On our way back home we stayed one more night in Helsinki that gave me a chance to catch up with my artist mother friend Anna Puhakka and a research visit to HIAP Helsinki International Arts Programme located on the island of Suomenlinna. My on-going fascination with Finland really started with Anna being the first Finnish person I had ever met when we did our fine art degree together at Sunderland University back in 2007. We talked over drinks about possible collaboration in the future and it was really exciting to have those ambitious ideas again for exhibiting as often I find it difficult to sustain an interest in re-showing my own work. Although a two-person show could be an interesting visual dialogue and how that could work structurally with a new collaboration to bring our two practices together. Anna suggested starting a process of writing about each other’s work and we both spoke of having someone else curate our work into one show, would this be possible, could this actually work? It was nice to think about the possibilities and reminded me how important it is to keep having these kinds of conversations with your peers.
This may seem random but I have to mention our journey from Tampere to Helsinki and how child friendly it was. In the main ticket hall in-between the seating are many wooden train sets for the children to play with. On the train my son was given his own train ticket and had a lovely interaction with the conductor giving Cassius just as much attention as the adults. On the futuristic looking double decker train on the top deck was a play area with a slide and everything where my son played for almost an hour of the journey. This was quite overwhelming to see and again is an example of how children’s needs are met in the form of specifically designed spaces for them. Too often we expect children to fit into an adult world and I feel the UK could really learn how public areas are designed in Finland.
On my last day I met with Marina Valle Noronha, curator at HIAP and we took a short boat ride to the island of Suomenlinna to see the residency spaces and current exhibition Weaving Around The World in gallery Augusta by artist Wolf Von Kries. The island is a heritage site and you really feel this as you walk over the cobbled stones with tourists taking pictures of the many beautiful buildings here. On the island there is an art school and buildings are privately owned with people actively living on the island. The HIAP building is an elongated pastel pink structure with archways flowing within it and we entered a side door into the exhibition space, which is open to the public. I really liked how the project space and artist presentation area flowed into one another furnished with wooden cubed cushioned seats, the ceiling covered by fabric sales, which changed the feel of the room.

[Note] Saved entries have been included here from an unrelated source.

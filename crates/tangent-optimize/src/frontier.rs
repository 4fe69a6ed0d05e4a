//! Efficient frontier construction
//!
//! The curve is traced by solving the efficient-return problem on an evenly
//! spaced grid of target returns, from the minimum standard deviation
//! portfolio's return up to an upper bound. Random feasible portfolios are
//! drawn alongside for plotting; they never feed the solves.

use ndarray::Array1;
use rand::{Rng, SeedableRng, rngs::StdRng};
use serde::{Deserialize, Serialize};
use tangent_risk::{AssetMoments, metrics};
use tracing::info;

use crate::{
    anchors::Anchors,
    bounds::Bounds,
    error::Result,
    optimizer::PortfolioOptimizer,
    solver::Solver,
};

/// Where the target-return sweep ends.
#[derive(Debug, Clone, Copy, Default, PartialEq, Eq, Serialize, Deserialize)]
#[serde(rename_all = "snake_case")]
pub enum FrontierUpperBound {
    /// Return of the maximum return portfolio
    #[default]
    MaxReturn,
    /// Highest return among the random samples
    SampledMax,
}

/// Configuration for [`FrontierBuilder`].
#[derive(Debug, Clone, Copy, PartialEq, Eq, Serialize, Deserialize)]
#[serde(default)]
pub struct FrontierConfig {
    /// Number of target returns on the curve (default: 50)
    pub points: usize,

    /// Number of random portfolios to sample (default: 30000)
    pub samples: usize,

    /// Seed for the sampler; entropy when absent
    pub seed: Option<u64>,

    /// End of the target sweep (default: maximum return portfolio)
    pub upper_bound: FrontierUpperBound,
}

impl Default for FrontierConfig {
    fn default() -> Self {
        Self {
            points: 50,
            samples: 30_000,
            seed: None,
            upper_bound: FrontierUpperBound::default(),
        }
    }
}

/// One point of the frontier curve.
#[derive(Debug, Clone, PartialEq, Serialize, Deserialize)]
pub struct FrontierPoint {
    /// Requested annual return
    pub target_return: f64,
    /// Achieved annual standard deviation
    pub stddev: f64,
    /// Whether the solve met its tolerances
    pub success: bool,
    /// Portfolio weights
    pub weights: Array1<f64>,
}

/// A randomly drawn feasible portfolio.
#[derive(Debug, Clone, PartialEq, Serialize, Deserialize)]
pub struct SamplePortfolio {
    /// Portfolio weights
    pub weights: Array1<f64>,
    /// Annual expected return
    pub expected_return: f64,
    /// Annual standard deviation
    pub stddev: f64,
    /// Sharpe ratio, `None` for zero volatility
    pub sharpe: Option<f64>,
}

/// Curve, samples and anchors of one frontier.
#[derive(Debug, Clone, PartialEq, Serialize, Deserialize)]
pub struct Frontier {
    /// Efficient portfolios in increasing target return
    pub curve: Vec<FrontierPoint>,
    /// Random feasible portfolios
    pub samples: Vec<SamplePortfolio>,
    /// Minimum standard deviation, maximum Sharpe and maximum return portfolios
    pub anchors: Anchors,
}

/// `n` evenly spaced values from `start` to `end` inclusive.
pub fn linspace(start: f64, end: f64, n: usize) -> Vec<f64> {
    match n {
        0 => Vec::new(),
        1 => vec![start],
        _ => {
            let step = (end - start) / (n - 1) as f64;
            (0..n)
                .map(|i| if i == n - 1 { end } else { start + step * i as f64 })
                .collect()
        }
    }
}

/// Solve the efficient-return problem at each target.
///
/// Points whose solve misses tolerance are kept with `success = false`.
///
/// # Errors
/// Returns [`OptimizeError::TargetOutOfRange`](crate::OptimizeError::TargetOutOfRange)
/// if any target is unreachable under the optimizer's bounds.
pub fn frontier_curve<S: Solver>(
    optimizer: &PortfolioOptimizer<'_, S>,
    targets: &[f64],
) -> Result<Vec<FrontierPoint>> {
    targets
        .iter()
        .map(|&target| {
            let result = optimizer.efficient_return(target)?;
            Ok(FrontierPoint {
                target_return: target,
                stddev: optimizer.moments().portfolio_stddev(&result.weights)?,
                success: result.success,
                weights: result.weights,
            })
        })
        .collect()
}

/// Draw `count` random feasible portfolios and evaluate them.
///
/// Weights are uniform draws normalised to sum to one, then projected onto
/// `bounds` (a no-op for the default `[0, 1]` bounds).
pub fn sample_portfolios<R: Rng + ?Sized>(
    moments: &AssetMoments,
    bounds: &Bounds,
    count: usize,
    risk_free_rate: f64,
    rng: &mut R,
) -> Vec<SamplePortfolio> {
    let n = moments.len();
    let periods = moments.periods_per_year();
    (0..count)
        .map(|_| {
            let raw = Array1::from_shape_fn(n, |_| rng.gen_range(0.0..1.0));
            let total = raw.sum();
            let normalized = if total > 0.0 {
                raw / total
            } else {
                Array1::from_elem(n, 1.0 / n as f64)
            };
            let weights = bounds.project(&normalized);
            let expected_return = metrics::portfolio_return(&weights, moments.mean(), periods);
            let stddev = metrics::portfolio_stddev(&weights, moments.covariance(), periods);
            SamplePortfolio {
                sharpe: metrics::sharpe(expected_return, stddev, risk_free_rate).ok(),
                weights,
                expected_return,
                stddev,
            }
        })
        .collect()
}

/// Builds a [`Frontier`] from an optimizer.
#[derive(Debug)]
pub struct FrontierBuilder<'o, 'a, S> {
    optimizer: &'o PortfolioOptimizer<'a, S>,
    config: FrontierConfig,
}

impl<'o, 'a, S: Solver> FrontierBuilder<'o, 'a, S> {
    /// Create a builder.
    pub const fn new(optimizer: &'o PortfolioOptimizer<'a, S>, config: FrontierConfig) -> Self {
        Self { optimizer, config }
    }

    /// Solve the anchors, draw the samples and trace the curve.
    pub fn build(&self, risk_free_rate: f64) -> Result<Frontier> {
        let anchors = Anchors::compute(self.optimizer, risk_free_rate)?;

        let mut rng = match self.config.seed {
            Some(seed) => StdRng::seed_from_u64(seed),
            None => StdRng::from_entropy(),
        };
        let samples = sample_portfolios(
            self.optimizer.moments(),
            self.optimizer.bounds(),
            self.config.samples,
            risk_free_rate,
            &mut rng,
        );

        let lower = anchors.min_stddev.stats.expected_return;
        let upper = match self.config.upper_bound {
            FrontierUpperBound::MaxReturn => anchors.max_return.stats.expected_return,
            FrontierUpperBound::SampledMax => samples
                .iter()
                .map(|s| s.expected_return)
                .reduce(f64::max)
                .unwrap_or(anchors.max_return.stats.expected_return),
        };
        let targets = linspace(lower, upper.max(lower), self.config.points);
        let curve = frontier_curve(self.optimizer, &targets)?;

        let failed = curve.iter().filter(|p| !p.success).count();
        info!(
            points = curve.len(),
            failed,
            samples = samples.len(),
            lower,
            upper,
            "Built efficient frontier"
        );

        Ok(Frontier {
            curve,
            samples,
            anchors,
        })
    }
}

Artists’ in residence live in there own house within a row of them where other visiting artists stay. Inside the house it is split between a downstairs studio space and upstairs accommodation. A current artist in resident is here with his family and they have two houses next door to each other with a corridor that adjoins them. The family are struggling to find activities for the children, as it is summer time here with the schools on holiday break and the language difference has made it difficult to understand exactly what is required although this relationship is developing with time. I thought this could be a good way to find out about the challenges of having a family here from an organisational perspective and from the family’s point of view. HIAP facilitates a vast range of residency programmes for national and international artists’ that feels like a good place to learn from such a well-established organisation.